Ciò accadrà solo se si pongono alcune azioni mirate che vanno dall’efficienza dei servizi, dal completamento delle infrastrutture e soprattutto dalla creazione di un network che comprende tutto il Val di Noto, che secondo Ray Bondin, commissario Unesco, non dovrà più chiamarsi Sud Est.

E’ necessario insomma mettere in pratica un marketing territoriale collaborativo che mette insieme, patrimonio culturale, valori materiali e immateriali ed enogastronomia al servizio dei visitatori.

Queste, in estrema sintesi, le indicazioni che sono emerse alla fine del convegno sul tema “Modica e il Sud Est siciliano territorio per il turismo, un’opportunità per lo sviluppo” che si è concluso, stamani, all’Auditorum “Pietro Floridia” di Modica e promosso da Mida Consulting, EIRE Expo Italia Real Estate, Compagnia delle Opere e patrocinato dal Comune di Modica.

Una giornata intensa di dibattito, che ha visto presente un folto pubblico di addetti ai lavori e molti giovani, moderato da Antonello Lucifora, amministratore unico di Mida Consulting, nel corso del quale sono state poste alcune precise indicazioni per rilanciare il settore.

Michela Stancheris, assessore regionale al Turismo, ha rilevato l’importanza di un territorio capace di creare un turismo emozionale dove risorse naturali e umane sono capaci di creare un modello unico ormai riconoscibile, grazie alla fiction Montalbano, in tutta Europa.
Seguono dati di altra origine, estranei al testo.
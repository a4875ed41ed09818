//! Rich-text markup used by poem bodies and informational pages.
//!
//! Block syntax is line based (`#` headers, `>` quotes, `-` list items,
//! `---` rules, `::img:file|alt::` images, blank-line separated
//! paragraphs). Inline tags take the form `::tag:body::` where `tag` is a
//! combination of style letters (`b`, `i`, `u`, `s`, `d`), `link` or `tip`.

mod element;
mod parser;
mod speech;

pub use element::{
    ContentElement, ElementId, ElementKind, InlineSpan, SpanKind, StyleFlags, TextBlock,
};
pub use parser::{parse, parse_inline};
pub use speech::{speech_text, strip_tags};
use std::future::Future;
use std::path::{Path, PathBuf};
use std::sync::Arc;

use rusqlite::DatabaseName;
use tokio::sync::watch;
use tokio_rusqlite::Connection;

use crate::error::Result;

use super::live::{live_query, LiveStream};
use super::schema::SCHEMA;

/// Tables whose changes can be observed.
#[derive(Debug, Clone, Copy, PartialEq, Eq)]
pub enum Table {
    Poems,
    Notices,
    Texts,
}

struct ChangeCounters {
    poems: watch::Sender<u64>,
    notices: watch::Sender<u64>,
    texts: watch::Sender<u64>,
}

impl ChangeCounters {
    fn new() -> Self {
        Self {
            poems: watch::Sender::new(0),
            notices: watch::Sender::new(0),
            texts: watch::Sender::new(0),
        }
    }

    fn get(&self, table: Table) -> &watch::Sender<u64> {
        match table {
            Table::Poems => &self.poems,
            Table::Notices => &self.notices,
            Table::Texts => &self.texts,
        }
    }
}

/// Shared handle to the content database. Cloning is cheap; all clones talk
/// to the same connection thread and share change notifications.
#[derive(Clone)]
pub struct Database {
    conn: Connection,
    changes: Arc<ChangeCounters>,
}

impl Database {
    pub async fn open(path: impl AsRef<Path>) -> Result<Self> {
        let conn = Connection::open(path.as_ref().to_path_buf()).await?;
        Self::init(conn).await
    }

    pub async fn open_in_memory() -> Result<Self> {
        let conn = Connection::open_in_memory().await?;
        Self::init(conn).await
    }

    /// Open `target`, copying the packaged `asset` database there first if
    /// no copy exists yet. The copy is made writable so status marks persist.
    pub async fn create_from_asset(asset: impl AsRef<Path>, target: impl AsRef<Path>) -> Result<Self> {
        let (asset, target) = (asset.as_ref(), target.as_ref());

        if !tokio::fs::try_exists(target).await? {
            if let Some(parent) = target.parent().filter(|p| !p.as_os_str().is_empty()) {
                tokio::fs::create_dir_all(parent).await?;
            }

            if tokio::fs::try_exists(asset).await? {
                let staging = staging_path(target);
                tokio::fs::copy(asset, &staging).await?;
                make_writable(&staging).await?;
                tokio::fs::rename(&staging, target).await?;
                tracing::info!("Copied packaged database {:?} to {:?}", asset, target);
            } else {
                tracing::warn!("Packaged database {:?} not found, starting empty", asset);
            }
        }

        Self::open(target).await
    }

    async fn init(conn: Connection) -> Result<Self> {
        let read_only = conn
            .call(|conn| {
                conn.execute_batch(SCHEMA)?;
                Ok(conn.is_readonly(DatabaseName::Main)?)
            })
            .await?;

        if read_only {
            tracing::warn!("Content database opened read-only; status changes will fail");
        }

        Ok(Self {
            conn,
            changes: Arc::new(ChangeCounters::new()),
        })
    }

    pub(crate) fn conn(&self) -> &Connection {
        &self.conn
    }

    /// Signal that `table` changed so live queries re-run.
    pub fn notify(&self, table: Table) {
        self.changes.get(table).send_modify(|v| *v = v.wrapping_add(1));
    }

    pub fn subscribe(&self, table: Table) -> watch::Receiver<u64> {
        self.changes.get(table).subscribe()
    }

    pub fn observe<T, F, Fut>(&self, table: Table, query: F) -> LiveStream<T>
    where
        T: Send + 'static,
        F: FnMut() -> Fut + Send + 'static,
        Fut: Future<Output = Result<T>> + Send + 'static,
    {
        live_query(self.subscribe(table), query)
    }
}

fn staging_path(target: &Path) -> PathBuf {
    let mut name = target.file_name().unwrap_or_default().to_os_string();
    name.push(".copying");
    target.with_file_name(name)
}

async fn make_writable(path: &Path) -> Result<()> {
    let mut permissions = tokio::fs::metadata(path).await?.permissions();
    if !permissions.readonly() {
        return Ok(());
    }

    #[cfg(unix)]
    {
        use std::os::unix::fs::PermissionsExt;
        permissions.set_mode(permissions.mode() | 0o200);
    }
    #[cfg(not(unix))]
    #[allow(clippy::permissions_set_readonly_false)]
    permissions.set_readonly(false);

    tokio::fs::set_permissions(path, permissions).await?;
    Ok(())
}
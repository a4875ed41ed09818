mod repository;
mod store;

pub use repository::{PreferencesRepository, BASE_THEME, DARK_MODE, FONT_SIZE_MULTIPLIER, THEME_MODE};
pub use store::{PreferenceStore, PreferenceValue, Preferences};
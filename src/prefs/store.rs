use std::collections::BTreeMap;
use std::path::{Path, PathBuf};
use std::sync::Arc;

use serde::{Deserialize, Serialize};
use tokio::sync::{watch, Mutex};

use crate::db::{live_query, LiveStream};
use crate::error::{AppError, Result};

#[derive(Debug, Clone, PartialEq, Serialize, Deserialize)]
#[serde(untagged)]
pub enum PreferenceValue {
    Bool(bool),
    Integer(i64),
    Float(f64),
    Text(String),
}

/// Snapshot of every stored preference.
#[derive(Debug, Clone, Default, PartialEq, Serialize, Deserialize)]
#[serde(transparent)]
pub struct Preferences(BTreeMap<String, PreferenceValue>);

impl Preferences {
    pub fn get(&self, key: &str) -> Option<&PreferenceValue> {
        self.0.get(key)
    }

    pub fn get_str(&self, key: &str) -> Option<&str> {
        match self.0.get(key)? {
            PreferenceValue::Text(s) => Some(s),
            other => {
                tracing::warn!(key, value = ?other, "Expected a text preference");
                None
            }
        }
    }

    pub fn get_bool(&self, key: &str) -> Option<bool> {
        match self.0.get(key)? {
            PreferenceValue::Bool(b) => Some(*b),
            other => {
                tracing::warn!(key, value = ?other, "Expected a boolean preference");
                None
            }
        }
    }

    pub fn get_float(&self, key: &str) -> Option<f64> {
        match self.0.get(key)? {
            PreferenceValue::Float(f) => Some(*f),
            PreferenceValue::Integer(i) => Some(*i as f64),
            other => {
                tracing::warn!(key, value = ?other, "Expected a numeric preference");
                None
            }
        }
    }

    pub fn set(&mut self, key: impl Into<String>, value: PreferenceValue) {
        self.0.insert(key.into(), value);
    }

    pub fn remove(&mut self, key: &str) -> Option<PreferenceValue> {
        self.0.remove(key)
    }

    pub fn is_empty(&self) -> bool {
        self.0.is_empty()
    }
}

/// Named key-value file, e.g. `catfeina_settings.toml`.
#[derive(Clone)]
pub struct PreferenceStore {
    path: PathBuf,
    write_lock: Arc<Mutex<()>>,
    changes: Arc<watch::Sender<u64>>,
}

impl PreferenceStore {
    pub fn new(path: impl Into<PathBuf>) -> Self {
        Self {
            path: path.into(),
            write_lock: Arc::new(Mutex::new(())),
            changes: Arc::new(watch::Sender::new(0)),
        }
    }

    pub fn path(&self) -> &Path {
        &self.path
    }

    /// Read the file. A missing file is an empty set; anything else that
    /// goes wrong is returned.
    pub async fn load(&self) -> Result<Preferences> {
        let content = match tokio::fs::read_to_string(&self.path).await {
            Ok(content) => content,
            Err(e) if e.kind() == std::io::ErrorKind::NotFound => return Ok(Preferences::default()),
            Err(e) => return Err(e.into()),
        };
        Ok(toml::from_str(&content)?)
    }

    /// Current preferences now and after every write.
    pub fn data(&self) -> LiveStream<Preferences> {
        let store = self.clone();
        live_query(self.changes.subscribe(), move || {
            let store = store.clone();
            async move { store.load().await }
        })
    }

    /// Read-modify-write. Writers are serialised and the file is replaced
    /// atomically.
    pub async fn edit<F>(&self, f: F) -> Result<Preferences>
    where
        F: FnOnce(&mut Preferences),
    {
        let _guard = self.write_lock.lock().await;

        let mut prefs = self.load().await?;
        f(&mut prefs);

        let content = toml::to_string(&prefs).map_err(|e| AppError::Config(e.to_string()))?;
        if let Some(parent) = self.path.parent().filter(|p| !p.as_os_str().is_empty()) {
            tokio::fs::create_dir_all(parent).await?;
        }
        let staging = self.path.with_extension("toml.tmp");
        tokio::fs::write(&staging, content).await?;
        tokio::fs::rename(&staging, &self.path).await?;

        self.changes.send_modify(|v| *v = v.wrapping_add(1));
        Ok(prefs)
    }
}
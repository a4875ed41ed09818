pub const SCHEMA: &str = r#"
-- poesias table
CREATE TABLE IF NOT EXISTS poesias (
    id INTEGER PRIMARY KEY AUTOINCREMENT,
    categoria TEXT NOT NULL,
    titulo TEXT NOT NULL,
    texto_base TEXT NOT NULL,
    conteudo TEXT NOT NULL,
    texto_final TEXT NOT NULL,
    data_criacao INTEGER NOT NULL,
    data_favoritado INTEGER,
    data_leitura INTEGER,
    campo_audio TEXT,
    campo_video TEXT,
    campo_extra TEXT,
    campo_url1 TEXT,
    campo_url2 TEXT,
    imagem TEXT NOT NULL
);

CREATE INDEX IF NOT EXISTS index_poesias_categoria ON poesias(categoria);
CREATE INDEX IF NOT EXISTS index_poesias_titulo ON poesias(titulo);
CREATE INDEX IF NOT EXISTS index_poesias_data_criacao ON poesias(data_criacao);
CREATE INDEX IF NOT EXISTS index_poesias_data_favoritado ON poesias(data_favoritado);
CREATE INDEX IF NOT EXISTS index_poesias_data_leitura ON poesias(data_leitura);

-- informativos table
CREATE TABLE IF NOT EXISTS informativos (
    id INTEGER PRIMARY KEY AUTOINCREMENT,
    chave TEXT NOT NULL,
    imagem TEXT,
    titulo TEXT,
    conteudo TEXT NOT NULL
);

CREATE UNIQUE INDEX IF NOT EXISTS index_informativos_chave ON informativos(chave);

-- textos table
CREATE TABLE IF NOT EXISTS textos (
    id INTEGER PRIMARY KEY AUTOINCREMENT,
    chave TEXT NOT NULL,
    conteudo_html TEXT NOT NULL,
    conteudo_tts TEXT NOT NULL
);

CREATE UNIQUE INDEX IF NOT EXISTS index_textos_chave ON textos(chave);
"#;
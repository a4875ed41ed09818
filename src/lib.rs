pub mod app;
pub mod assets;
pub mod config;
pub mod db;
pub mod error;
pub mod markup;
pub mod models;
pub mod prefs;
pub mod screens;
pub mod seed;

pub use app::App;
pub use config::Config;
pub use error::{AppError, Result};
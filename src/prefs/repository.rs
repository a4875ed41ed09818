use futures::stream::{BoxStream, StreamExt};

use crate::error::{AppError, Result};
use crate::models::{
    clamp_font_scale, decode_or_default, step_font_scale, BaseTheme, DisplaySettings, ThemeMode,
    FONT_SCALE_DEFAULT,
};

use super::store::{PreferenceStore, PreferenceValue, Preferences};

pub const THEME_MODE: &str = "theme_mode";
pub const BASE_THEME: &str = "base_theme";
pub const DARK_MODE: &str = "dark_mode";
pub const FONT_SIZE_MULTIPLIER: &str = "font_size_multiplier";

/// Theme and font preferences. Reads never fail: a store that cannot be read
/// behaves like an empty one and every value takes its default.
#[derive(Clone)]
pub struct PreferencesRepository {
    store: PreferenceStore,
}

impl PreferencesRepository {
    pub fn new(store: PreferenceStore) -> Self {
        Self { store }
    }

    fn resilient(&self) -> BoxStream<'static, Preferences> {
        self.store
            .data()
            .map(|result| result.unwrap_or_else(fallback))
            .boxed()
    }

    pub fn theme_mode(&self) -> BoxStream<'static, ThemeMode> {
        self.resilient().map(|p| theme_mode_of(&p)).boxed()
    }

    pub fn base_theme(&self) -> BoxStream<'static, BaseTheme> {
        self.resilient().map(|p| base_theme_of(&p)).boxed()
    }

    pub fn dark_mode(&self) -> BoxStream<'static, bool> {
        self.resilient().map(|p| dark_mode_of(&p)).boxed()
    }

    pub fn font_scale(&self) -> BoxStream<'static, f32> {
        self.resilient().map(|p| font_scale_of(&p)).boxed()
    }

    pub fn display_settings(&self) -> BoxStream<'static, DisplaySettings> {
        self.resilient().map(|p| settings_of(&p)).boxed()
    }

    pub async fn current(&self) -> DisplaySettings {
        let prefs = self.store.load().await.unwrap_or_else(fallback);
        settings_of(&prefs)
    }

    pub async fn set_theme_mode(&self, mode: ThemeMode) -> Result<()> {
        self.write(THEME_MODE, PreferenceValue::Text(mode.as_str().to_string()))
            .await
    }

    pub async fn set_base_theme(&self, theme: BaseTheme) -> Result<()> {
        self.write(BASE_THEME, PreferenceValue::Text(theme.as_str().to_string()))
            .await
    }

    pub async fn set_dark_mode(&self, enabled: bool) -> Result<()> {
        self.write(DARK_MODE, PreferenceValue::Bool(enabled)).await
    }

    /// Stores the multiplier clamped into the supported range.
    pub async fn set_font_scale(&self, scale: f32) -> Result<()> {
        let scale = clamp_font_scale(scale)
            .ok_or_else(|| AppError::Invalid(format!("font scale {scale}")))?;
        self.write(FONT_SIZE_MULTIPLIER, PreferenceValue::Float(scale as f64))
            .await
    }

    /// Flip dark mode inside one locked edit. Returns the new value.
    pub async fn toggle_dark_mode(&self) -> Result<bool> {
        let prefs = self
            .store
            .edit(|prefs| {
                let enabled = !dark_mode_of(prefs);
                prefs.set(DARK_MODE, PreferenceValue::Bool(enabled));
            })
            .await?;
        Ok(dark_mode_of(&prefs))
    }

    /// Move the font multiplier by `steps` slider positions inside one
    /// locked edit. Returns the stored value.
    pub async fn step_font_scale(&self, steps: i32) -> Result<f32> {
        let prefs = self
            .store
            .edit(move |prefs| {
                let scale = step_font_scale(font_scale_of(prefs), steps);
                prefs.set(FONT_SIZE_MULTIPLIER, PreferenceValue::Float(scale as f64));
            })
            .await?;
        Ok(font_scale_of(&prefs))
    }

    async fn write(&self, key: &'static str, value: PreferenceValue) -> Result<()> {
        tracing::debug!(key, ?value, "Updating preference");
        self.store.edit(move |prefs| prefs.set(key, value)).await?;
        Ok(())
    }
}

fn fallback(error: AppError) -> Preferences {
    tracing::warn!("Could not read preferences, using defaults: {}", error);
    Preferences::default()
}

fn theme_mode_of(prefs: &Preferences) -> ThemeMode {
    decode_or_default(THEME_MODE, prefs.get_str(THEME_MODE), ThemeMode::default()).into_inner()
}

fn base_theme_of(prefs: &Preferences) -> BaseTheme {
    decode_or_default(BASE_THEME, prefs.get_str(BASE_THEME), BaseTheme::default()).into_inner()
}

fn dark_mode_of(prefs: &Preferences) -> bool {
    prefs.get_bool(DARK_MODE).unwrap_or(false)
}

fn font_scale_of(prefs: &Preferences) -> f32 {
    prefs
        .get_float(FONT_SIZE_MULTIPLIER)
        .and_then(|v| clamp_font_scale(v as f32))
        .unwrap_or(FONT_SCALE_DEFAULT)
}

fn settings_of(prefs: &Preferences) -> DisplaySettings {
    DisplaySettings {
        theme_mode: theme_mode_of(prefs),
        base_theme: base_theme_of(prefs),
        dark_mode: dark_mode_of(prefs),
        font_scale: font_scale_of(prefs),
    }
}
Il problema è legato all’immagine dei luoghi. Da rilanciare nelle Fiere nazionali e internazionali (la Regione ha stanziato quattro milioni e quattrocento mila euro per quest’obiettivo) di un’area sulla quale si svilupperà un progetto ad hoc che deve tenere conto, contrariamente al passato, di uno sviluppo integrato del territorio. Urgono iniziative che vedano coinvolti soprattutto i giovani e i nuovi saperi nel contesto del rilancio di un’imprenditoria turistica che a Modica è possibile grazie al Consorzio degli albergatori che ha le risorse, grazie alla devoluzione della tassa di soggiorno, per realizzare progetti importanti.

E Modica sta lavorando sulla conservazione del centro storico, come ha annunciato il vice Sindaco Giorgio Linguanti, e sul suo impareggiabile patrimonio. L’ente sta organizzando alcune sinergie con Taormina, Caltagirone, Pozzallo (porto di attracco per le navi da crociera) e Comiso come aeroporto turistico per determinare le condizioni per un rilancio della sua immagine ma ci sì muove anche nella direzione dei fondi europei.